My father said that in order to increase the chances of more men getting away it was decided that they would be split in half. It may well have been that both groups travelled by train but I am pretty sure that the other group was on a train that was bombed - my father told me these things with a sense of disbelief and seemed to be transported back in time. It was as though he was seeing things passing before his eyes and scenes from the time were replaying on his own private film.

Dad continued with the story, telling me that the mixed bag of luck continued when they reached the port. The remaining men were again split into two groups and yet again disaster struck the other group. Having embarked onto two ships the othe groups ship was bombed and sunk, leaving my father's group as the sole surviving group to return to England.

This story is fragmented I know and asks more questions than it answers. I have not attmepted to verify any of the story so far although I do hope to obtain my father's service record in the near future.

I think Dad was serving in the South Wales Borderers at the time of this story but he did transfer to the Royal Engineers at some point, in order to look after his younger half brother.

My dad had already done his 9 years under the colours and was on reserve at the outbreak of war, which meant he was called up straight away. He and mum had been married the previous year and my eldest sister was 9 months old then. Dad was on active service throughout the rest of the war, seeing action in North Africa, Sicily and Italy. I also had two other older siblings, born during the war years - so Dad obviously got home sometimes! I wasn't born until 1952, an unexpected happy event.

I have my father's diary for the early months in Italy and may transcribe it for the site. If that seems appropriate. As well as some other stories from that time.

It would be good to know if what I have remembered is at all accurate - maybe I can find out from this site.
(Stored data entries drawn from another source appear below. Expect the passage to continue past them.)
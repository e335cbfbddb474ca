use std::path::PathBuf;
use std::time::{Duration, Instant};

use clap::Parser;
use rand::Rng;
use tracing::{info, warn};

use grid_client::{Client, ClientConfig};
use grid_core::config::ConfigBuilder;
use grid_core::ext::init_logger_with_filter;
use grid_testkit::{ClusterOptions, TestCluster};

/// Connects to a cluster and runs put/get rounds against one map.
#[derive(Parser, Debug)]
struct Args {
    /// Toml file layered over the reference configuration.
    #[arg(short, long)]
    config: Option<PathBuf>,
    #[arg(short, long)]
    address: Vec<String>,
    #[arg(long)]
    cluster_name: Option<String>,
    #[arg(long)]
    unisocket: bool,
    #[arg(long)]
    discovery_token: Option<String>,
    #[arg(long)]
    discovery_url: Option<String>,
    #[arg(long)]
    ssl_ca: Option<PathBuf>,
    #[arg(long)]
    ssl_cert: Option<PathBuf>,
    #[arg(long)]
    ssl_key: Option<PathBuf>,
    #[arg(long)]
    ssl_key_passphrase: Option<String>,
    /// Run against an in-process cluster of this many members.
    #[arg(long)]
    embedded: Option<usize>,
    #[arg(long, default_value = "smoke")]
    map: String,
    #[arg(long, default_value_t = 100)]
    count: u32,
    #[arg(long, default_value_t = 10)]
    rounds: u32,
    #[arg(long, default_value_t = 1000)]
    interval_millis: u64,
}

fn client_config(args: &Args, embedded: Option<&TestCluster>) -> anyhow::Result<ClientConfig> {
    let mut config = match (embedded, &args.config) {
        (Some(cluster), _) => cluster.client_config()?,
        (None, Some(path)) => ClientConfig::builder().add_toml(&std::fs::read_to_string(path)?)?.build()?,
        (None, None) => ClientConfig::builder().build()?,
    };
    if let Some(cluster_name) = &args.cluster_name {
        config.cluster_name = cluster_name.clone();
    }
    if !args.address.is_empty() {
        config.network.addresses = args.address.clone();
    }
    if args.unisocket {
        config.network.smart_routing = false;
    }
    if let Some(token) = &args.discovery_token {
        config.network.addresses.clear();
        config.network.cloud.enabled = true;
        config.network.cloud.discovery_token = Some(token.clone());
        if let Some(url) = &args.discovery_url {
            config.network.cloud.url_base = url.clone();
        }
    }
    if args.ssl_ca.is_some() {
        let ssl = &mut config.network.ssl;
        ssl.enabled = true;
        ssl.ca_path = args.ssl_ca.clone();
        ssl.cert_path = args.ssl_cert.clone();
        ssl.key_path = args.ssl_key.clone();
        ssl.key_passphrase = args.ssl_key_passphrase.clone();
    }
    config.statistics.enabled = true;
    Ok(config)
}

#[tokio::main]
async fn main() -> anyhow::Result<()> {
    let args = Args::parse();
    init_logger_with_filter("info");
    let embedded = match args.embedded {
        Some(members) => Some(TestCluster::start(ClusterOptions::builder().members(members).build()).await?),
        None => None,
    };
    let config = client_config(&args, embedded.as_ref())?;
    let client = Client::start(config).await?;
    info!("client {} connected, members {:?}", client.name(), client.members());
    let map = client.get_map::<u32, u64>(args.map.clone());
    for round in 0..args.rounds {
        let started = Instant::now();
        let mut failures = 0;
        for key in 0..args.count {
            let value = rand::thread_rng().gen::<u64>();
            match map.put(&key, &value).await {
                Ok(_) => {}
                Err(error) => {
                    failures += 1;
                    warn!("put {} failed: {}", key, error);
                    continue;
                }
            }
            match map.get(&key).await {
                Ok(Some(read)) if read == value => {}
                Ok(read) => warn!("get {} returned {:?}, expected {}", key, read, value),
                Err(error) => {
                    failures += 1;
                    warn!("get {} failed: {}", key, error);
                }
            }
        }
        let size = map.size().await.unwrap_or_default();
        info!(
            "round {} done in {:?}: {} failures, map size {}, state {}",
            round,
            started.elapsed(),
            failures,
            size,
            client.state()
        );
        tokio::time::sleep(Duration::from_millis(args.interval_millis)).await;
    }
    info!("{:?}", client.statistics());
    client.shutdown();
    Ok(())
}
Helen McDiarmid 21st Feb 2004

© Copyright of content contributed to this Archive rests with the author. Find out how you can use this.

Forum Archive

This forum is now closed

These messages were added to this story by site members between June 2003 and January 2006. It is no longer possible to leave messages here. Find out more about the site contributors.

Message 1 - After Dunkirk

Posted on: 23 February 2004 by twinksblancmange

Dear Helen,

Many thanks for putting in your father's story- I have done something similar on page 2 (And I saw "Gone with the wind in Bagdad") and mention some details of Italy on VE day. Like your story, it is very fragmented.
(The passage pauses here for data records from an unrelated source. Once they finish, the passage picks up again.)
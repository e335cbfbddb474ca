use config::Source;

pub mod client_config;
pub mod network;
pub mod retry;

pub trait ConfigBuilder: Sized {
    type C;

    fn add_source<T>(self, source: T) -> crate::error::Result<Self>
    where
        T: Source + Send + Sync + 'static;

    fn build(self) -> crate::error::Result<Self::C>;
}
use std::path::PathBuf;
use std::time::Duration;

use serde::{Deserialize, Serialize};

#[derive(Debug, Clone, Serialize, Deserialize)]
pub struct NetworkConfig {
    #[serde(default)]
    pub addresses: Vec<String>,
    pub smart_routing: bool,
    /// Resend non read-only requests after their connection broke.
    pub redo_operation: bool,
    pub connection_timeout_millis: u64,
    pub heartbeat_interval_millis: u64,
    pub heartbeat_timeout_millis: u64,
    pub max_frame_size: usize,
    pub cloud: CloudConfig,
    pub ssl: SslConfig,
}

impl NetworkConfig {
    pub fn connection_timeout(&self) -> Duration {
        Duration::from_millis(self.connection_timeout_millis)
    }

    pub fn heartbeat_interval(&self) -> Duration {
        Duration::from_millis(self.heartbeat_interval_millis)
    }

    pub fn heartbeat_timeout(&self) -> Duration {
        Duration::from_millis(self.heartbeat_timeout_millis)
    }
}

#[derive(Debug, Clone, Serialize, Deserialize)]
pub struct CloudConfig {
    pub enabled: bool,
    pub discovery_token: Option<String>,
    pub url_base: String,
}

#[derive(Debug, Clone, Default, Serialize, Deserialize)]
pub struct SslConfig {
    pub enabled: bool,
    pub ca_path: Option<PathBuf>,
    pub cert_path: Option<PathBuf>,
    pub key_path: Option<PathBuf>,
    pub key_passphrase: Option<String>,
    /// Name checked against the server certificate, defaults to the host
    /// being connected to.
    pub server_name: Option<String>,
}

impl SslConfig {
    pub fn is_mutual(&self) -> bool {
        self.cert_path.is_some() || self.key_path.is_some()
    }
}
After watching "Dunkirk" and looking at the web site, there are so many tales to be told.

I was born in 1951. Dad did not speak very much at all of his war years and I do not think I was too interested when I was a child anyway. And my mother had not shared Dad's war years for they were not married until 1949, although they came from the same village.
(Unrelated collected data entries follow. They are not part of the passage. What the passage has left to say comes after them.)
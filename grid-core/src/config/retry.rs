use std::time::Duration;

use serde::{Deserialize, Serialize};

use crate::ext::capped_backoff;

#[derive(Debug, Clone, Serialize, Deserialize)]
pub struct ConnectionRetryConfig {
    pub initial_backoff_millis: u64,
    pub max_backoff_millis: u64,
    pub multiplier: f64,
    /// Fraction in `[0, 1]` of the backoff that is randomized.
    pub jitter: f64,
    /// Total time budget for reaching the cluster, at startup and per reconnect.
    pub cluster_connect_timeout_millis: u64,
    /// Connection rounds per budget, 0 means bounded by time only.
    pub max_attempts: u32,
}

impl ConnectionRetryConfig {
    pub fn cluster_connect_timeout(&self) -> Duration {
        Duration::from_millis(self.cluster_connect_timeout_millis)
    }

    pub fn backoff(&self, attempt: u32) -> Duration {
        capped_backoff(
            Duration::from_millis(self.initial_backoff_millis),
            self.multiplier,
            attempt,
            Duration::from_millis(self.max_backoff_millis),
        )
    }
}

#[derive(Debug, Clone, Serialize, Deserialize)]
pub struct InvocationConfig {
    pub timeout_millis: u64,
    pub retry_pause_millis: u64,
    /// Attempts retried immediately before pausing kicks in.
    pub max_fast_retries: u32,
    pub max_retries: u32,
}

impl InvocationConfig {
    pub fn timeout(&self) -> Duration {
        Duration::from_millis(self.timeout_millis)
    }

    pub fn retry_pause(&self) -> Duration {
        Duration::from_millis(self.retry_pause_millis)
    }

    /// Delay before attempt number `attempt` (1-based retries).
    pub fn retry_delay(&self, attempt: u32) -> Duration {
        if attempt <= self.max_fast_retries {
            Duration::ZERO
        } else {
            let pause = self.retry_pause();
            capped_backoff(pause, 2.0, attempt - self.max_fast_retries - 1, pause * 8)
        }
    }
}

#[cfg(test)]
mod tests {
    use std::time::Duration;

    use crate::config::retry::InvocationConfig;

    #[test]
    fn test_retry_delay() {
        let config = InvocationConfig {
            timeout_millis: 1000,
            retry_pause_millis: 100,
            max_fast_retries: 2,
            max_retries: 10,
        };
        assert_eq!(config.retry_delay(1), Duration::ZERO);
        assert_eq!(config.retry_delay(2), Duration::ZERO);
        assert_eq!(config.retry_delay(3), Duration::from_millis(100));
        assert_eq!(config.retry_delay(4), Duration::from_millis(200));
        assert_eq!(config.retry_delay(20), Duration::from_millis(800));
    }
}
It is good to record all these memories before we all forget.

Best wishes, Margaret B



Message 2 - After Dunkirk

Posted on: 25 February 2004 by Peter - WW2 Site Helper


You may get a better picture as to what happened after Dunkirk by following this thread F1701707?thread=355569 and another thread linked to it.



Message 3 - After Dunkirk

Posted on: 12 June 2004 by helenmcd

Thank you for your message - I am sorry to have taken so long to reply but I was ill for a while and then had lost of college work to do - as I am a very mature student.

I am 51 as well and was always aware, as a child, that the war was still quite recent. My parents married in 1938 so experienced the war as part of their married life, even thought heir expreriences were very different.

There are manay stories to be told and I think this site is wonderful.

Thanks again



Message 4 - After Dunkirk

Posted on: 12 June 2004 by helenmcd

Belated thanks Peter - I was unable to reply for quite a while but do appreciate you response.

I will look at the thread you mentioned



Message 5 - After Dunkirk

Posted on: 26 July 2004 by originalmarjorie

Hi Helen,

My Dad went to France after Dunkirk - he was in 5th Kings Own Scottish Borderers, D Coy. They were sent to St. Malo on 12th June and came back from Cherbourg on 18th June I think. Incidentally, my Dad would not talk about the war so I've found this out by my own research. They were supposedly the last infantry unit out of Cherbourg.

Do get in touch.


Archive List

This story has been placed in the following categories.

British Army Category
France Category
icon for Story with photoStory with photo

Most of the content on this site is created by our users, who are members of the public. The views expressed are theirs and unless specifically stated are not those of the BBC. The BBC is not responsible for the content of any external sites referenced. In the event that you consider anything on this page to be in breach of the site's House Rules, please click here. For any other comments, please Contact Us.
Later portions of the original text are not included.